I am experiencing an issue with prediction in fastai 1.0.52.

I have trained a text.text_classifier_learner. When I use get_predict on the train data, I get a tensor smaller than expected (less rows than in the train dataset).

# from fastai import text
pred_tens = learn_cls.get_preds(ds_type=text.DatasetType.Train)

In [17]: pred_tens[0].shape
Out[17]: torch.Size([1920, 29])

So the output is of size 1920. However, the expected size is 1952, as may be seen by looking at the data attached to my learner.



Train: LabelList (1952 items)
x: TextList
xxbos xxmaj hey there, some text
y: MultiCategoryList
Path: E:\myproject\data\full_samples\ulmfit;

Valid: LabelList (487 items)
x: TextList
xxbos hello . some text
y: MultiCategoryList
Path: E:\myproject\data\full_samples\ulmfit;

Test: None

Any idea regarding how I can troubleshoot this issue?
(I do not encounter this issue with the validation dataset. I have also added a test dataset at some point, and did not encounter any issue either)

If it helps, here is more detail on how I constructed the classification databunch:

from fastai import text
# At some point, I get a databunch data_lm, which contains the vocab used in the
# encoder I will transfer in my model
processor = [text.TokenizeProcessor(tokenizer=tokenizer), 
data_cls = text.TextList.from_df(df=df, cols="textcol", processor=4,
    vocab=data_lm.vocab, path="E:/myproject/data/full_samples/ulmfit")
data_cls = data_cls.split_by_rand_pct(valid_pct=.2)
data_cls = data_cls.label_from_df(cols="labelcol")
data_cls = data_cls.databunch(bs=64, num_workers=0)

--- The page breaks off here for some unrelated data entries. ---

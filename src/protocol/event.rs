//! Event frames.
//!
//! Events are notifications the remote end sends without a matching
//! command, e.g. `browsingContext.load` or `log.entryAdded`.

// ============================================================================
// Imports
// ============================================================================

use serde::Deserialize;
use serde_json::Value;

// ============================================================================
// Event
// ============================================================================

/// An event notification from remote end to local end.
///
/// # Format
///
/// ```json
/// {
///   "type": "event",
///   "method": "module.eventName",
///   "params": { ... }
/// }
/// ```
#[derive(Debug, Clone, Deserialize)]
pub struct Event {
    /// Event type marker (always "event").
    #[serde(rename = "type")]
    pub event_type: String,

    /// Event name in `module.eventName` format.
    pub method: String,

    /// Event-specific data.
    #[serde(default)]
    pub params: Value,
}

impl Event {
    /// Returns the module name from the method.
    ///
    /// # Example
    ///
    /// ```ignore
    /// let event = Event { method: "browsingContext.load".into(), .. };
    /// assert_eq!(event.module(), "browsingContext");
    /// ```
    #[inline]
    #[must_use]
    pub fn module(&self) -> &str {
        self.method.split('.').next().unwrap_or_default()
    }

    /// Returns the event name from the method.
    #[inline]
    #[must_use]
    pub fn event_name(&self) -> &str {
        self.method.split('.').nth(1).unwrap_or_default()
    }
}

// ============================================================================
// Tests
// ============================================================================

#[cfg(test)]
mod tests {
    use super::*;

    #[test]
    fn test_event_parsing() {
        let json_str = r#"{
            "type": "event",
            "method": "browsingContext.load",
            "params": {"context": "abc", "url": "https://example.com"}
        }"#;

        let event: Event = serde_json::from_str(json_str).expect("parse");
        assert_eq!(event.module(), "browsingContext");
        assert_eq!(event.event_name(), "load");
        assert_eq!(event.params["context"], "abc");
    }
}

Also, something interesting happens when I ask for ordered predictions (ordered=True), aka

pred_tens = learn_cls.get_preds(ds_type=text.DatasetType.Train, ordered=True)

# long error log, which ends with
~\AppData\Local\Continuum\anaconda3\envs\caap\lib\site-packages\fastai\text\ in <listcomp>(.0)
     89             sampler = [i for i in self.dl(ds_type).sampler]
     90             reverse_sampler = np.argsort(sampler)
---> 91             preds = [p[reverse_sampler] for p in preds]
     92         return(preds)

IndexError: index 1921 is out of bounds for dimension 0 with size 1920

Using python’s debugger, I saw that reverse_sampler is as expected of shape (1952,).

The training set has drop_last=True which means we discard the last batch if it’s not of size batch_size. Why? It leads to instability in training when you have batchnorm layers and even errors if you get a batch of size 1.

That’s why do get your predictions on the training set you should use DatasetType.Fix. That’s the same as train but without shuffle and drop_last. Also, in text, you’ll need to add ordered=True to your call to get_preds, because the samples are sorted by length and you want your preds in the order of the dataset.


Thank you very much for your thorough reply, these explanations are very helpful :slight_smile: